Fox News’ Megan Brown lost her sister Diem to ovarian cancer in November 2014. Now, Brown is championing the legacy that Diem left behind by continuing to help others through a website her late sister created called MedGift.

MedGift is an easy-to-use website that allows patients and their families to set up a support page that lists ways for people to help. Whether it’s money for a new wig— which is what Diem truly wanted when she was diagnosed in 2005 but felt awkward asking friends for— or company to a chemotherapy appointment, friends can select the gift or donation which is then organized on a Care Calendar.

“People can go on there and make their calendar, they can set up when they have doctor’s appointments, they can say ‘I just want someone to come sit with me while I’m healing,” Brown told Fox News’ Fox and Friends. “They can be there for surgery; they can take care of their animals.”

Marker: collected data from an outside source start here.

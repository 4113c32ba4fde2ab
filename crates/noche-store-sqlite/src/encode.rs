//! Encoding and decoding helpers between core types and the plain-text
//! representations stored in SQLite columns.
//!
//! Timestamps are stored as fixed-width RFC 3339 strings (microseconds, `Z`
//! suffix) so that they sort and compare correctly as text. Photo references
//! are stored as a compact JSON array.

use std::str::FromStr;

use chrono::{DateTime, SecondsFormat, Utc};
use noche_core::{
  decision::{Decision, DecisionKind},
  event::{EventInfo, EventStatus},
  matching::Match,
  participant::ParticipantSnapshot,
};
use uuid::Uuid;

use crate::{Error, Result};

// ─── DateTime<Utc> ───────────────────────────────────────────────────────────

pub fn encode_dt(dt: DateTime<Utc>) -> String { dt.to_rfc3339_opts(SecondsFormat::Micros, true) }

pub fn decode_dt(s: &str) -> Result<DateTime<Utc>> {
  DateTime::parse_from_rfc3339(s)
    .map(|dt| dt.with_timezone(&Utc))
    .map_err(|e| Error::DateParse(e.to_string()))
}

fn decode_opt_dt(s: Option<String>) -> Result<Option<DateTime<Utc>>> {
  s.as_deref().map(decode_dt).transpose()
}

// ─── Enums ───────────────────────────────────────────────────────────────────

pub fn encode_kind(kind: DecisionKind) -> &'static str {
  match kind {
    DecisionKind::Like => "like",
    DecisionKind::Dislike => "dislike",
  }
}

fn decode_kind(s: &str) -> Result<DecisionKind> {
  DecisionKind::from_str(s)
    .map_err(|_| Error::UnknownValue { column: "decisions.kind", value: s.to_owned() })
}

fn decode_status(s: &str) -> Result<EventStatus> {
  EventStatus::from_str(s)
    .map_err(|_| Error::UnknownValue { column: "events.status", value: s.to_owned() })
}

// ─── Photo refs ──────────────────────────────────────────────────────────────

pub fn encode_photo_refs(refs: &[String]) -> Result<String> { Ok(serde_json::to_string(refs)?) }

fn decode_photo_refs(s: &str) -> Result<Vec<String>> { Ok(serde_json::from_str(s)?) }

// ─── Row types ───────────────────────────────────────────────────────────────

/// Raw strings read directly from a `decisions` row.
pub struct RawDecision {
  pub event_id:    String,
  pub from_user:   String,
  pub to_user:     String,
  pub kind:        String,
  pub created_at:  String,
  pub detected_at: Option<String>,
}

impl RawDecision {
  pub const COLUMNS: &'static str =
    "event_id, from_user, to_user, kind, created_at, detected_at";

  pub fn from_row(row: &rusqlite::Row<'_>) -> rusqlite::Result<Self> {
    Ok(Self {
      event_id:    row.get(0)?,
      from_user:   row.get(1)?,
      to_user:     row.get(2)?,
      kind:        row.get(3)?,
      created_at:  row.get(4)?,
      detected_at: row.get(5)?,
    })
  }

  pub fn into_decision(self) -> Result<Decision> {
    Ok(Decision {
      event_id:    self.event_id.into(),
      from_user:   self.from_user.into(),
      to_user:     self.to_user.into(),
      kind:        decode_kind(&self.kind)?,
      created_at:  decode_dt(&self.created_at)?,
      detected_at: decode_opt_dt(self.detected_at)?,
    })
  }
}

/// Raw strings read directly from a `matches` row.
pub struct RawMatch {
  pub match_id:   String,
  pub event_id:   String,
  pub user_a:     String,
  pub user_b:     String,
  pub created_at: String,
}

impl RawMatch {
  pub const COLUMNS: &'static str = "match_id, event_id, user_a, user_b, created_at";

  pub fn from_row(row: &rusqlite::Row<'_>) -> rusqlite::Result<Self> {
    Ok(Self {
      match_id:   row.get(0)?,
      event_id:   row.get(1)?,
      user_a:     row.get(2)?,
      user_b:     row.get(3)?,
      created_at: row.get(4)?,
    })
  }

  pub fn into_match(self) -> Result<Match> {
    Ok(Match {
      match_id:   Uuid::parse_str(&self.match_id)?,
      event_id:   self.event_id.into(),
      user_a:     self.user_a.into(),
      user_b:     self.user_b.into(),
      created_at: decode_dt(&self.created_at)?,
    })
  }
}

/// Raw strings read directly from an `events` row.
pub struct RawEvent {
  pub event_id:  String,
  pub name:      String,
  pub status:    String,
  pub starts_at: Option<String>,
}

impl RawEvent {
  pub fn into_event(self) -> Result<EventInfo> {
    Ok(EventInfo {
      event_id:  self.event_id.into(),
      name:      self.name,
      status:    decode_status(&self.status)?,
      starts_at: decode_opt_dt(self.starts_at)?,
    })
  }
}

/// Raw values read directly from a `profiles` row.
pub struct RawProfile {
  pub user_id:      String,
  pub display_name: String,
  pub age:          Option<u8>,
  pub gender:       Option<String>,
  pub orientation:  Option<String>,
  pub photo_refs:   String,
  pub bio:          Option<String>,
}

impl RawProfile {
  pub const COLUMNS: &'static str =
    "user_id, display_name, age, gender, orientation, photo_refs, bio";

  pub fn from_row(row: &rusqlite::Row<'_>) -> rusqlite::Result<Self> {
    Ok(Self {
      user_id:      row.get(0)?,
      display_name: row.get(1)?,
      age:          row.get(2)?,
      gender:       row.get(3)?,
      orientation:  row.get(4)?,
      photo_refs:   row.get(5)?,
      bio:          row.get(6)?,
    })
  }

  pub fn into_snapshot(self) -> Result<ParticipantSnapshot> {
    Ok(ParticipantSnapshot {
      user_id:      self.user_id.into(),
      display_name: self.display_name,
      age:          self.age,
      gender:       self.gender,
      orientation:  self.orientation,
      photo_refs:   decode_photo_refs(&self.photo_refs)?,
      bio:          self.bio,
    })
  }
}

#[cfg(test)]
mod tests {
  use chrono::TimeZone;

  use super::*;

  #[test]
  fn timestamps_sort_as_text() {
    let early = Utc.with_ymd_and_hms(2026, 3, 1, 22, 0, 0).unwrap();
    let late = early + chrono::Duration::microseconds(1_500);
    let (a, b) = (encode_dt(early), encode_dt(late));
    assert!(a < b);
    assert_eq!(a.len(), b.len());
    assert!(a.ends_with('Z'));
    assert_eq!(decode_dt(&b).unwrap(), late);
  }

  #[test]
  fn unknown_kind_is_reported() {
    let raw = RawDecision {
      event_id:    "E1".into(),
      from_user:   "U1".into(),
      to_user:     "U2".into(),
      kind:        "superlike".into(),
      created_at:  encode_dt(Utc::now()),
      detected_at: None,
    };
    assert!(matches!(
      raw.into_decision(),
      Err(Error::UnknownValue { column: "decisions.kind", .. })
    ));
  }
}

Diem, who most may know as a former MTV reality star, dreamt up the idea when she was receiving invitations to wedding showers and baby showers with links to registries to help celebrate friends’ milestones. She realized the need for a website where friends and loved ones could celebrate the fight for life with a support registry.

While the website has reached thousands in need, it hit close to home again for Brown after one of her Clemson University sorority sisters needed help. Meagan Glover’s son, Camden, suffered an intestinal malrotation with volvulus a day after his was born. As a result, he lost 85 percent of his small bowel and doctors had to rehabilitate what was left.

“After three months in the NICU we decided we needed a higher level of care so we flew him to Boston Children’s Hospital and we have him on an experimental drug that saved his liver and save his life,” Glover told Fox News’ Fox and Friends. “It wouldn’t have been possible to get to Boston without MedGift.”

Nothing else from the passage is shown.